On April 29 it was back to the hospital for surgery. The lymph node was removed – along with a spot on my tonsils and the bottom of my tongue. (Living the dream here!) Results were positive for the lymph node – but fortunately benign for the other spots. May 7 off to see another ENT. (Long story.) Another biopsy – this time of the adenoids. Positive for lymphoma.
Saw my oncologist at the Lacks Cancer Center in Grand Rapids on May 17. She carefully explained that this type of lymphoma is treatable, but not curable. It’s important to emphasize the word treatable here. The goal is to watch the symptoms and then treat to send the cancer back into remission. Remissions can last for a very long time – indeed, for years. Currently my symptoms are fairly minimal – so no plans to start treatment yet.
Treatment is likely to involve a targeted type of chemo. I’ve had about 2 gallons of blood removed and a CT scan. The results of those will determine which chromosome the cancer is attached to and the CT scan will determine the size of the lymph nodes in my neck, abdomen and pelvic area. Best case scenario, I won’t have to start any treatments in the foreseeable future.
How am I feeling? People often describe these things as a journey or a rollercoaster ride of emotions. Those don’t seem to work for me. I’m not going on a trip and there are no thrills involved. Honestly, it just sucks. Sometimes I’m angry, or numb, or beyond sad…and other times optimistic.
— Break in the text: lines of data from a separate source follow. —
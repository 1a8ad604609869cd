use async_trait::async_trait;
use rust_decimal::Decimal;
use sqlx::{PgPool, Postgres, Row, Transaction, postgres::PgRow};
use uuid::Uuid;

use crate::{
    ItemId, LogId, OrderId, OrderItemRecord, OrderRecord, Result, StatusLogRecord, StoreError,
    store::{ListQuery, OrderStore, OrderTx, Page, StatsQuery, StatsRecord},
};

/// PostgreSQL-backed order store implementation.
#[derive(Clone)]
pub struct PostgresOrderStore {
    pool: PgPool,
}

impl PostgresOrderStore {
    /// Creates a new PostgreSQL order store.
    pub fn new(pool: PgPool) -> Self {
        Self { pool }
    }

    /// Connects to the database at `url` and returns a store backed by a
    /// fresh connection pool.
    pub async fn connect(url: &str) -> Result<Self> {
        let pool = sqlx::postgres::PgPoolOptions::new()
            .max_connections(10)
            .connect(url)
            .await?;
        Ok(Self::new(pool))
    }

    /// Gets a reference to the underlying connection pool.
    pub fn pool(&self) -> &PgPool {
        &self.pool
    }

    /// Runs the database migrations.
    pub async fn run_migrations(&self) -> std::result::Result<(), sqlx::migrate::MigrateError> {
        sqlx::migrate!("../../migrations").run(&self.pool).await
    }

    fn row_to_order(row: PgRow) -> Result<OrderRecord> {
        Ok(OrderRecord {
            id: OrderId::from_uuid(row.try_get::<Uuid, _>("id")?),
            order_number: row.try_get("order_number")?,
            customer_name: row.try_get("customer_name")?,
            customer_email: row.try_get("customer_email")?,
            customer_phone: row.try_get("customer_phone")?,
            total_amount: row.try_get("total_amount")?,
            status: row.try_get("status")?,
            created_at: row.try_get("created_at")?,
            updated_at: row.try_get("updated_at")?,
        })
    }

    fn row_to_item(row: PgRow) -> Result<OrderItemRecord> {
        Ok(OrderItemRecord {
            id: ItemId::from_uuid(row.try_get::<Uuid, _>("id")?),
            order_id: OrderId::from_uuid(row.try_get::<Uuid, _>("order_id")?),
            product_name: row.try_get("product_name")?,
            quantity: row.try_get("quantity")?,
            unit_price: row.try_get("unit_price")?,
            created_at: row.try_get("created_at")?,
            updated_at: row.try_get("updated_at")?,
        })
    }

    fn row_to_log(row: PgRow) -> Result<StatusLogRecord> {
        Ok(StatusLogRecord {
            id: LogId::from_uuid(row.try_get::<Uuid, _>("id")?),
            order_id: OrderId::from_uuid(row.try_get::<Uuid, _>("order_id")?),
            status: row.try_get("status")?,
            message: row.try_get("message")?,
            created_at: row.try_get("created_at")?,
        })
    }
}

#[async_trait]
impl OrderStore for PostgresOrderStore {
    type Tx = PostgresOrderTx;

    async fn begin(&self) -> Result<Self::Tx> {
        let tx = self.pool.begin().await?;
        Ok(PostgresOrderTx { tx })
    }

    async fn fetch_order(&self, id: OrderId) -> Result<Option<OrderRecord>> {
        let row = sqlx::query(
            r#"
            SELECT id, order_number, customer_name, customer_email, customer_phone,
                   total_amount, status, created_at, updated_at
            FROM orders
            WHERE id = $1
            "#,
        )
        .bind(id.as_uuid())
        .fetch_optional(&self.pool)
        .await?;

        row.map(Self::row_to_order).transpose()
    }

    async fn fetch_items(&self, id: OrderId) -> Result<Vec<OrderItemRecord>> {
        let rows = sqlx::query(
            r#"
            SELECT id, order_id, product_name, quantity, unit_price, created_at, updated_at
            FROM order_items
            WHERE order_id = $1
            ORDER BY created_at ASC, id ASC
            "#,
        )
        .bind(id.as_uuid())
        .fetch_all(&self.pool)
        .await?;

        rows.into_iter().map(Self::row_to_item).collect()
    }

    async fn fetch_items_for_orders(&self, ids: &[OrderId]) -> Result<Vec<OrderItemRecord>> {
        let uuids: Vec<Uuid> = ids.iter().map(|id| id.as_uuid()).collect();
        let rows = sqlx::query(
            r#"
            SELECT id, order_id, product_name, quantity, unit_price, created_at, updated_at
            FROM order_items
            WHERE order_id = ANY($1)
            ORDER BY created_at ASC, id ASC
            "#,
        )
        .bind(uuids)
        .fetch_all(&self.pool)
        .await?;

        rows.into_iter().map(Self::row_to_item).collect()
    }

    async fn fetch_logs(&self, id: OrderId) -> Result<Vec<StatusLogRecord>> {
        let rows = sqlx::query(
            r#"
            SELECT id, order_id, status, message, created_at
            FROM status_logs
            WHERE order_id = $1
            ORDER BY created_at ASC, id ASC
            "#,
        )
        .bind(id.as_uuid())
        .fetch_all(&self.pool)
        .await?;

        rows.into_iter().map(Self::row_to_log).collect()
    }

    async fn fetch_logs_for_orders(&self, ids: &[OrderId]) -> Result<Vec<StatusLogRecord>> {
        let uuids: Vec<Uuid> = ids.iter().map(|id| id.as_uuid()).collect();
        let rows = sqlx::query(
            r#"
            SELECT id, order_id, status, message, created_at
            FROM status_logs
            WHERE order_id = ANY($1)
            ORDER BY created_at ASC, id ASC
            "#,
        )
        .bind(uuids)
        .fetch_all(&self.pool)
        .await?;

        rows.into_iter().map(Self::row_to_log).collect()
    }

    async fn list_orders(&self, query: ListQuery) -> Result<Page<OrderRecord>> {
        let mut sql = String::from(
            "SELECT id, order_number, customer_name, customer_email, customer_phone, \
             total_amount, status, created_at, updated_at FROM orders",
        );
        let mut count_sql = String::from("SELECT COUNT(*) FROM orders");

        let pattern = query.search.as_ref().map(|term| format!("%{term}%"));
        if pattern.is_some() {
            let filter = " WHERE (order_number ILIKE $1 OR customer_email ILIKE $1)";
            sql.push_str(filter);
            count_sql.push_str(filter);
        }

        let (limit_param, offset_param) = if pattern.is_some() { (2, 3) } else { (1, 2) };
        sql.push_str(&format!(
            " ORDER BY created_at DESC, id ASC LIMIT ${limit_param} OFFSET ${offset_param}"
        ));

        let mut count_query = sqlx::query_scalar::<_, i64>(&count_sql);
        let mut rows_query = sqlx::query(&sql);
        if let Some(ref pattern) = pattern {
            count_query = count_query.bind(pattern.clone());
            rows_query = rows_query.bind(pattern.clone());
        }

        let total: i64 = count_query.fetch_one(&self.pool).await?;
        let rows = rows_query
            .bind(i64::from(query.per_page))
            .bind(query.offset() as i64)
            .fetch_all(&self.pool)
            .await?;

        let orders = rows
            .into_iter()
            .map(Self::row_to_order)
            .collect::<Result<Vec<_>>>()?;

        Ok(Page::new(orders, query.page, query.per_page, total as u64))
    }

    async fn stats(&self, query: StatsQuery) -> Result<StatsRecord> {
        let total_orders: i64 = sqlx::query_scalar("SELECT COUNT(*) FROM orders")
            .fetch_one(&self.pool)
            .await?;

        let pending_orders: i64 =
            sqlx::query_scalar("SELECT COUNT(*) FROM orders WHERE status = $1")
                .bind(query.pending_status)
                .fetch_one(&self.pool)
                .await?;

        let revenue: Decimal = sqlx::query_scalar(
            "SELECT COALESCE(SUM(total_amount), 0) FROM orders WHERE status = ANY($1)",
        )
        .bind(query.revenue_statuses)
        .fetch_one(&self.pool)
        .await?;

        let orders_today: i64 = sqlx::query_scalar(
            "SELECT COUNT(*) FROM orders WHERE created_at >= $1 AND created_at < $2",
        )
        .bind(query.day_start)
        .bind(query.day_end)
        .fetch_one(&self.pool)
        .await?;

        Ok(StatsRecord {
            total_orders,
            pending_orders,
            revenue,
            orders_today,
        })
    }
}

/// An open transaction against a [`PostgresOrderStore`].
///
/// Wraps a sqlx transaction; dropping it without committing rolls back.
pub struct PostgresOrderTx {
    tx: Transaction<'static, Postgres>,
}

#[async_trait]
impl OrderTx for PostgresOrderTx {
    async fn insert_order(&mut self, order: &OrderRecord) -> Result<()> {
        sqlx::query(
            r#"
            INSERT INTO orders (id, order_number, customer_name, customer_email, customer_phone,
                                total_amount, status, created_at, updated_at)
            VALUES ($1, $2, $3, $4, $5, $6, $7, $8, $9)
            "#,
        )
        .bind(order.id.as_uuid())
        .bind(&order.order_number)
        .bind(&order.customer_name)
        .bind(&order.customer_email)
        .bind(&order.customer_phone)
        .bind(order.total_amount)
        .bind(&order.status)
        .bind(order.created_at)
        .bind(order.updated_at)
        .execute(&mut *self.tx)
        .await
        .map_err(|e| {
            // A unique violation on the order number is an expected
            // collision, not a database fault.
            if let sqlx::Error::Database(ref db_err) = e
                && db_err.constraint() == Some("orders_order_number_key")
            {
                tracing::warn!(order_number = %order.order_number, "order number collision");
                return StoreError::DuplicateOrderNumber {
                    number: order.order_number.clone(),
                };
            }
            StoreError::Database(e)
        })?;

        Ok(())
    }

    async fn insert_items(&mut self, items: &[OrderItemRecord]) -> Result<()> {
        for item in items {
            sqlx::query(
                r#"
                INSERT INTO order_items (id, order_id, product_name, quantity, unit_price,
                                         created_at, updated_at)
                VALUES ($1, $2, $3, $4, $5, $6, $7)
                "#,
            )
            .bind(item.id.as_uuid())
            .bind(item.order_id.as_uuid())
            .bind(&item.product_name)
            .bind(item.quantity)
            .bind(item.unit_price)
            .bind(item.created_at)
            .bind(item.updated_at)
            .execute(&mut *self.tx)
            .await?;
        }

        Ok(())
    }

    async fn lock_order(&mut self, id: OrderId) -> Result<Option<OrderRecord>> {
        let row = sqlx::query(
            r#"
            SELECT id, order_number, customer_name, customer_email, customer_phone,
                   total_amount, status, created_at, updated_at
            FROM orders
            WHERE id = $1
            FOR UPDATE
            "#,
        )
        .bind(id.as_uuid())
        .fetch_optional(&mut *self.tx)
        .await?;

        row.map(PostgresOrderStore::row_to_order).transpose()
    }

    async fn fetch_items(&mut self, id: OrderId) -> Result<Vec<OrderItemRecord>> {
        let rows = sqlx::query(
            r#"
            SELECT id, order_id, product_name, quantity, unit_price, created_at, updated_at
            FROM order_items
            WHERE order_id = $1
            ORDER BY created_at ASC, id ASC
            "#,
        )
        .bind(id.as_uuid())
        .fetch_all(&mut *self.tx)
        .await?;

        rows.into_iter().map(PostgresOrderStore::row_to_item).collect()
    }

    async fn fetch_logs(&mut self, id: OrderId) -> Result<Vec<StatusLogRecord>> {
        let rows = sqlx::query(
            r#"
            SELECT id, order_id, status, message, created_at
            FROM status_logs
            WHERE order_id = $1
            ORDER BY created_at ASC, id ASC
            "#,
        )
        .bind(id.as_uuid())
        .fetch_all(&mut *self.tx)
        .await?;

        rows.into_iter().map(PostgresOrderStore::row_to_log).collect()
    }

    async fn update_order(&mut self, order: &OrderRecord) -> Result<()> {
        sqlx::query(
            r#"
            UPDATE orders
            SET customer_name = $2, customer_email = $3, customer_phone = $4,
                total_amount = $5, status = $6, updated_at = $7
            WHERE id = $1
            "#,
        )
        .bind(order.id.as_uuid())
        .bind(&order.customer_name)
        .bind(&order.customer_email)
        .bind(&order.customer_phone)
        .bind(order.total_amount)
        .bind(&order.status)
        .bind(order.updated_at)
        .execute(&mut *self.tx)
        .await?;

        Ok(())
    }

    async fn update_item(&mut self, item: &OrderItemRecord) -> Result<()> {
        sqlx::query(
            r#"
            UPDATE order_items
            SET product_name = $2, quantity = $3, unit_price = $4, updated_at = $5
            WHERE id = $1
            "#,
        )
        .bind(item.id.as_uuid())
        .bind(&item.product_name)
        .bind(item.quantity)
        .bind(item.unit_price)
        .bind(item.updated_at)
        .execute(&mut *self.tx)
        .await?;

        Ok(())
    }

    async fn delete_items(&mut self, order_id: OrderId, item_ids: &[ItemId]) -> Result<()> {
        if item_ids.is_empty() {
            return Ok(());
        }

        let uuids: Vec<Uuid> = item_ids.iter().map(|id| id.as_uuid()).collect();
        sqlx::query("DELETE FROM order_items WHERE order_id = $1 AND id = ANY($2)")
            .bind(order_id.as_uuid())
            .bind(uuids)
            .execute(&mut *self.tx)
            .await?;

        Ok(())
    }

    async fn insert_log(&mut self, log: &StatusLogRecord) -> Result<()> {
        sqlx::query(
            r#"
            INSERT INTO status_logs (id, order_id, status, message, created_at)
            VALUES ($1, $2, $3, $4, $5)
            "#,
        )
        .bind(log.id.as_uuid())
        .bind(log.order_id.as_uuid())
        .bind(&log.status)
        .bind(&log.message)
        .bind(log.created_at)
        .execute(&mut *self.tx)
        .await?;

        Ok(())
    }

    async fn commit(self) -> Result<()> {
        self.tx.commit().await?;
        Ok(())
    }
}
Friday morning we meet with my oncologist again. She will share the results of the latest tests and then hopefully I won’t see her again for another 3 months…and then another 3 months….and then….well, I’m sure you get the picture. I’ll share results soon after.
My British friends have a great phrase: “Keep Calm and Carry On”….and that’s the plan. Indeed, I’m off to the UK on June 4 with a great colleague and 12 wonderful Hope students.
Thanks in advance for your positive thoughts and prayers.